Consumer Protection through Financial Education

In the 21st century, being financially educated is a necessity for anyone, given the rapid and dynamic developments that this century brought both in the fields of economy and banking as well as in the field of technology. Financial education helps not only producers and investors make financially challenging decisions, but also consumers to manage their personal income. It is clear that mastering a level of financial knowledge would greatly affect our decisions regarding labor contracts, buying an apartment, property insurance, or investing in a pension fund.

Financial education is the process by which people improve meaning for financial products, services and concepts, so they are capable of making the right choices, avoiding what is provided and knowing where to go for help and take action to improve their current and future well-being (OECD, 2012, p. 13).

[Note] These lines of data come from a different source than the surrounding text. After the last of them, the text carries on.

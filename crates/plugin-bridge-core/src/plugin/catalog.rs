//! Catalog aggregation and plugin identifier resolution

use std::collections::BTreeSet;

use crate::error::Refusal;
use crate::plugin::registry::PluginRegistry;
use crate::plugin::types::{AvailablePlugin, PluginKey};

/// Join every catalog entry with installed rows, install counts and the
/// merged enabled flag. One row per `name@marketplace`, ordered by
/// marketplace then catalog order.
pub fn list_available_plugins(registry: &PluginRegistry) -> Vec<AvailablePlugin> {
    let installed = registry.installed_plugins();
    let counts = registry.install_counts();
    let enabled = registry.enabled_plugins();

    let mut seen = BTreeSet::new();
    let mut plugins = Vec::new();

    for (marketplace, catalog) in registry.catalogs() {
        for descriptor in catalog.plugins {
            let key = PluginKey::new(&descriptor.name, &marketplace).to_string();
            if !seen.insert(key.clone()) {
                continue;
            }

            let canonical = installed.canonical(&key);
            plugins.push(AvailablePlugin {
                marketplace: marketplace.clone(),
                installed: installed.is_installed(&key),
                installs: counts.get(&key),
                install_rows: installed.row_count(&key),
                installed_version: canonical.and_then(|r| r.version.clone()),
                installed_at: canonical.and_then(|r| r.installed_at.clone()),
                last_updated: canonical.and_then(|r| r.last_updated.clone()),
                enabled: enabled.get(&key),
                descriptor,
                key,
            });
        }
    }

    plugins
}

/// Outcome of resolving a user-supplied plugin identifier
#[derive(Debug, Clone, PartialEq, Eq)]
pub enum Resolution {
    Found(PluginKey),
    NotFound,
    Ambiguous(Vec<String>),
}

impl Resolution {
    /// Convert to the target key or the refusal a tool should report
    pub fn into_key(self, query: &str) -> std::result::Result<PluginKey, Refusal> {
        match self {
            Self::Found(key) => Ok(key),
            Self::NotFound => Err(Refusal::PluginNotFound {
                query: query.to_string(),
            }),
            Self::Ambiguous(candidates) => Err(Refusal::AmbiguousPlugin {
                query: query.to_string(),
                candidates,
            }),
        }
    }
}

/// Resolve `name`, `name@marketplace`, or `name` plus a marketplace hint
/// against a set of known keys.
///
/// An identifier containing `@` matches its exact composite key only.
pub fn resolve_plugin_target<'a, I>(
    known_keys: I,
    plugin: &str,
    marketplace: Option<&str>,
) -> Resolution
where
    I: IntoIterator<Item = &'a str>,
{
    let plugin = plugin.trim();
    let marketplace = marketplace.map(str::trim).filter(|m| !m.is_empty());

    let keys: BTreeSet<&str> = known_keys.into_iter().collect();

    if plugin.contains('@') {
        return match keys.contains(plugin) {
            true => PluginKey::parse(plugin)
                .map(Resolution::Found)
                .unwrap_or(Resolution::NotFound),
            false => Resolution::NotFound,
        };
    }

    let mut matches: Vec<PluginKey> = keys
        .iter()
        .filter_map(|k| PluginKey::parse(k))
        .filter(|k| k.name == plugin)
        .filter(|k| marketplace.map_or(true, |m| k.marketplace == m))
        .collect();

    match matches.len() {
        0 => Resolution::NotFound,
        1 => Resolution::Found(matches.remove(0)),
        _ => Resolution::Ambiguous(matches.iter().map(ToString::to_string).collect()),
    }
}

/// Resolve against catalog entries and installed rows together, so a plugin
/// whose marketplace catalog disappeared can still be targeted.
pub fn resolve_in_registry(
    registry: &PluginRegistry,
    plugin: &str,
    marketplace: Option<&str>,
) -> Resolution {
    let mut keys: BTreeSet<String> = list_available_plugins(registry)
        .into_iter()
        .map(|p| p.key)
        .collect();
    keys.extend(registry.installed_plugins().installed_keys());
    resolve_plugin_target(keys.iter().map(String::as_str), plugin, marketplace)
}

#[cfg(test)]
mod tests {
    use super::*;
    use crate::plugin::registry::testing::Fixture;

    fn fixture() -> Fixture {
        let fx = Fixture::new();
        fx.write(
            "known_marketplaces.json",
            r#"{"A": {"source": {"source": "github", "repo": "a/a"}},
                "B": {"source": {"source": "github", "repo": "b/b"}},
                "C": {"source": {"source": "github", "repo": "c/c"}}}"#,
        );
        fx.write_catalog(
            "A",
            r#"{"owner": {"name": "a"}, "plugins": [
                {"name": "x", "description": "x from A"},
                {"name": "y", "category": "tools"},
                {"name": "y", "description": "duplicate entry"}
            ]}"#,
        );
        fx.write_catalog("B", r#"{"plugins": [{"name": "x"}]}"#);
        fx.write(
            "installed_plugins.json",
            r#"{"version": 2, "plugins": {
                "y@A": [
                    {"scope": "user", "version": "1.0.0", "installedAt": "t0", "lastUpdated": "t1"},
                    {"scope": "project", "version": "0.9.0"}
                ],
                "ghost@Gone": [{"scope": "user", "version": "0.1.0"}]
            }}"#,
        );
        fx.write(
            "install-counts-cache.json",
            r#"{"counts": [{"plugin": "x@B", "unique_installs": 50}]}"#,
        );
        fx.write_user_settings(r#"{"enabledPlugins": {"y@A": true}}"#);
        fx
    }

    #[test]
    fn test_list_available_plugins_joins_state() {
        let fx = fixture();
        let plugins = list_available_plugins(&fx.registry);

        let keys: Vec<&str> = plugins.iter().map(|p| p.key.as_str()).collect();
        assert_eq!(keys, vec!["x@A", "y@A", "x@B"]);

        let y = &plugins[1];
        assert!(y.installed);
        assert_eq!(y.install_rows, 2);
        assert_eq!(y.installed_version.as_deref(), Some("1.0.0"));
        assert_eq!(y.installed_at.as_deref(), Some("t0"));
        assert_eq!(y.last_updated.as_deref(), Some("t1"));
        assert_eq!(y.enabled, Some(true));
        assert_eq!(y.installs, 0);

        let xb = &plugins[2];
        assert!(!xb.installed);
        assert_eq!(xb.installs, 50);
        assert_eq!(xb.enabled, None);
        assert!(xb.installed_version.is_none());
    }

    #[test]
    fn test_missing_catalog_is_skipped() {
        let fx = fixture();
        // C is registered but has no catalog; only A and B contribute
        let marketplaces: BTreeSet<String> = list_available_plugins(&fx.registry)
            .into_iter()
            .map(|p| p.marketplace)
            .collect();
        assert_eq!(marketplaces.len(), 2);
        assert!(!marketplaces.contains("C"));
    }

    #[test]
    fn test_resolve_exact_key_only() {
        let keys = ["x@A", "x@B", "xx@A"];
        assert_eq!(
            resolve_plugin_target(keys, "x@A", None),
            Resolution::Found(PluginKey::new("x", "A"))
        );
        assert_eq!(resolve_plugin_target(keys, "x@Z", None), Resolution::NotFound);
        // A qualified id never falls back to substring or name matching
        assert_eq!(resolve_plugin_target(keys, "x@", None), Resolution::NotFound);
        assert_eq!(resolve_plugin_target(keys, "@A", None), Resolution::NotFound);
    }

    #[test]
    fn test_resolve_by_name() {
        let keys = ["x@A", "x@B", "xx@A"];
        assert_eq!(
            resolve_plugin_target(keys, "x", None),
            Resolution::Ambiguous(vec!["x@A".to_string(), "x@B".to_string()])
        );
        assert_eq!(
            resolve_plugin_target(keys, "x", Some("B")),
            Resolution::Found(PluginKey::new("x", "B"))
        );
        assert_eq!(
            resolve_plugin_target(keys, "xx", None),
            Resolution::Found(PluginKey::new("xx", "A"))
        );
        assert_eq!(resolve_plugin_target(keys, "x", Some("Q")), Resolution::NotFound);
        assert_eq!(resolve_plugin_target(keys, "nope", None), Resolution::NotFound);
    }

    #[test]
    fn test_resolve_in_registry_includes_installed_only_keys() {
        let fx = fixture();
        assert_eq!(
            resolve_in_registry(&fx.registry, "ghost", None),
            Resolution::Found(PluginKey::new("ghost", "Gone"))
        );
    }

    #[test]
    fn test_into_key_refusals() {
        let refusal = Resolution::Ambiguous(vec!["x@A".into(), "x@B".into()])
            .into_key("x")
            .unwrap_err();
        assert!(matches!(refusal, Refusal::AmbiguousPlugin { ref candidates, .. } if candidates.len() == 2));
        assert_eq!(
            Resolution::NotFound.into_key("q").unwrap_err(),
            Refusal::PluginNotFound {
                query: "q".to_string()
            }
        );
    }
}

Below you will find some of the ways in which skills development through the financial education process affects consumer protection:

  1. Prevents the risk of overcoming the debt. Today credit (especially in the form of overdrafts and credit cards) helped by technological innovation has made it easier than in the past, offering the consumer not only a way of financing but also installment payment plans that go beyond his potential to cope with these debts;
  2. Well-management of personal income. Consumers will be able to draft personal budgets. In this way they not only program what part of their income they will spend and in what form, but also make a detailed savings plan for the future. Also, if the budget is implemented accurately, customers avoid unnecessary purchases resulting from tempting marketing offers;
  3. Prevents the risk of fraud. If consumers are not financially capable, they will not be able to choose the best alternatives for savings or proper investment for themselves. The development and sophistication of financial products has put consumers in the face of elections that go beyond merely comparing interest rates by making more complex choices such as choosing a type of pension fund or health insurance. At the same time, consumers may be at risk of fraud by unauthorized persons. Past experiences, even from our society, have shown to us that consumers with low financial knowledge are more likely to fall prey to fraudulent schemes. Well-informed consumers cope better with these challenges;
  4. Acquiring a Qualitative Product and Financial Service. When a consumer lacks financial education, he or she may not be able to articulate clearly his / her needs by serving it with unwanted products. If the level of financial education is increased, then providers would be able to develop more appropriate products and position themselves in the appropriate distribution channels; etc.

Nowadays, financial education undoubtedly represents a competitive advantage, which is a key element in exploiting the opportunities offered by the environment. Also, given the bitter experience of the recent crisis, it is worth noting that it was not coincidence that the most striking layer was the one with the lowest level of financial ability. Therefore, not only did researchers turn their attention to the study of this process, but there are concrete reactions and initiatives initiated by governments and institutions to increase the level of financial education.